The PERK/Akt Pathway Mediates Apoptosis Resistance to ER Ca2+ Stress in LNCaP Prostate Cancer Cells

Selective and targeted sarco-endoplasmic reticulum Ca2+-ATPase (SERCA) inhibitors represent a promising and new class of cancer chemotherapeutics that are under investigation in different clinical trials. However, resistance to cancer chemotherapeutics treatments is a common phenomenon and recent evidence suggests that SERCA inhibition could also lead to innate and/or acquired ability of cancer cells to evade cell death but the molecular mechanisms are not fully elucidated. In LNCaP prostate cancer cells, we discovered that activation of the PERK branch of the unfolded protein response (UPR) pathways is involved in therapeutic escape of the endoplasmic reticulum (ER)-Ca2+ stress inducer ASP-8ADT, the active compound of Mispsagargin.
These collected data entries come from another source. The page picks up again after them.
//! The long-lived engine context and its entry points.
//!
//! A [`Context`] carries everything that survives across operations: the
//! registered providers, the schema source, provider fingerprints, the
//! single-run lock, and the cooperative stop channel. The operations
//! themselves live in sibling modules: [`Context::plan`],
//! [`Context::validate`], and [`Context::eval`].
//!
//! # Examples
//!
//! ```
//! use stategraph::context::Context;
//! use stategraph::config::Config;
//!
//! # #[tokio::main(flavor = "current_thread")]
//! # async fn main() {
//! let ctx = Context::builder().build();
//! let diags = ctx.validate(&Config::empty()).await;
//! assert!(!diags.has_errors());
//! # }
//! ```

mod eval;
mod plan;
mod validate;
mod walk;

#[cfg(test)]
mod tests;

pub(crate) use walk::GraphWalkOpts;

use rustc_hash::FxHashMap;
use std::sync::Arc;
use tokio::sync::{oneshot, watch, Mutex, MutexGuard};
use tokio::task::JoinHandle;
use tracing::debug;

use crate::provider::{Components, ResourceProvider};
use crate::schemas::{SchemaSource, StaticSchemaSource};

/// The engine's long-lived execution context.
///
/// One context runs at most one operation at a time; concurrent callers
/// queue on the internal run lock.
pub struct Context {
    components: Components,
    schema_source: Arc<dyn SchemaSource>,
    provider_fingerprints: FxHashMap<String, String>,
    run_lock: Mutex<()>,
    stop_tx: watch::Sender<bool>,
}

impl Context {
    #[must_use]
    pub fn builder() -> ContextBuilder {
        ContextBuilder::default()
    }

    /// The provider bindings this context was built with.
    #[must_use]
    pub fn components(&self) -> &Components {
        &self.components
    }

    /// Request a cooperative stop of whatever operation is in flight.
    /// Node execution is never killed; nodes observe the signal before
    /// starting external calls, and the stop watcher relays it to every
    /// registered provider.
    pub fn stop(&self) {
        debug!("stop requested");
        self.stop_tx.send_replace(true);
    }

    /// Take the run lock for one named operation.
    pub(crate) async fn acquire_run(&self, activity: &str) -> MutexGuard<'_, ()> {
        debug!(activity, "acquiring run lock");
        let guard = self.run_lock.lock().await;
        // Each run starts with a clear stop signal; a stop only affects
        // the operation in flight when it was requested.
        self.stop_tx.send_replace(false);
        guard
    }

    pub(crate) fn stop_receiver(&self) -> watch::Receiver<bool> {
        self.stop_tx.subscribe()
    }

    /// Spawn the stop watcher for one walk. When the stop signal fires it
    /// relays the request to every registered provider; the returned
    /// sender shuts the watcher down once the walk has finished.
    pub(crate) fn watch_stop(&self) -> (oneshot::Sender<()>, JoinHandle<()>) {
        let (done_tx, mut done_rx) = oneshot::channel::<()>();
        let components = self.components.clone();
        let mut stop_rx = self.stop_tx.subscribe();
        let watcher = tokio::spawn(async move {
            loop {
                tokio::select! {
                    _ = &mut done_rx => break,
                    changed = stop_rx.changed() => {
                        if changed.is_err() {
                            break;
                        }
                        if *stop_rx.borrow() {
                            debug!("relaying stop request to providers");
                            for provider in components.all_providers() {
                                provider.stop();
                            }
                        }
                    }
                }
            }
        });
        (done_tx, watcher)
    }
}

impl std::fmt::Debug for Context {
    fn fmt(&self, f: &mut std::fmt::Formatter<'_>) -> std::fmt::Result {
        f.debug_struct("Context")
            .field("components", &self.components)
            .finish_non_exhaustive()
    }
}

/// Builder for [`Context`].
pub struct ContextBuilder {
    components: Components,
    schema_source: Arc<dyn SchemaSource>,
    provider_fingerprints: FxHashMap<String, String>,
}

impl Default for ContextBuilder {
    fn default() -> Self {
        Self {
            components: Components::new(),
            schema_source: Arc::new(StaticSchemaSource::default()),
            provider_fingerprints: FxHashMap::default(),
        }
    }
}

impl ContextBuilder {
    /// Register a provider under the given name.
    #[must_use]
    pub fn with_provider(mut self, name: impl Into<String>, provider: Arc<dyn ResourceProvider>) -> Self {
        self.components.register_provider(name, provider);
        self
    }

    /// Use the given schema source instead of the default empty one.
    #[must_use]
    pub fn with_schema_source(mut self, source: Arc<dyn SchemaSource>) -> Self {
        self.schema_source = source;
        self
    }

    /// Record a content fingerprint for a provider, copied into every
    /// plan this context produces.
    #[must_use]
    pub fn with_provider_fingerprint(
        mut self,
        name: impl Into<String>,
        fingerprint: impl Into<String>,
    ) -> Self {
        self.provider_fingerprints.insert(name.into(), fingerprint.into());
        self
    }

    #[must_use]
    pub fn build(self) -> Context {
        let (stop_tx, _) = watch::channel(false);
        Context {
            components: self.components,
            schema_source: self.schema_source,
            provider_fingerprints: self.provider_fingerprints,
            run_lock: Mutex::new(()),
            stop_tx,
        }
    }
}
We show that the activation of the Akt pathway in response to UPR allows the survival of LNCaP cells to ASP- 8ADT exposure. Interestingly, pharmacological inhibition of the PERK downstream factors GSK-3β or eIF2α by drugs currently used in clinic greatly sensitizes LNCaP cells to ASP-8ADT. In summary, our findings highlight additional strategies to increase clinical response to targeting-ERCa2+ stressor drugs such as Mipsagargin family.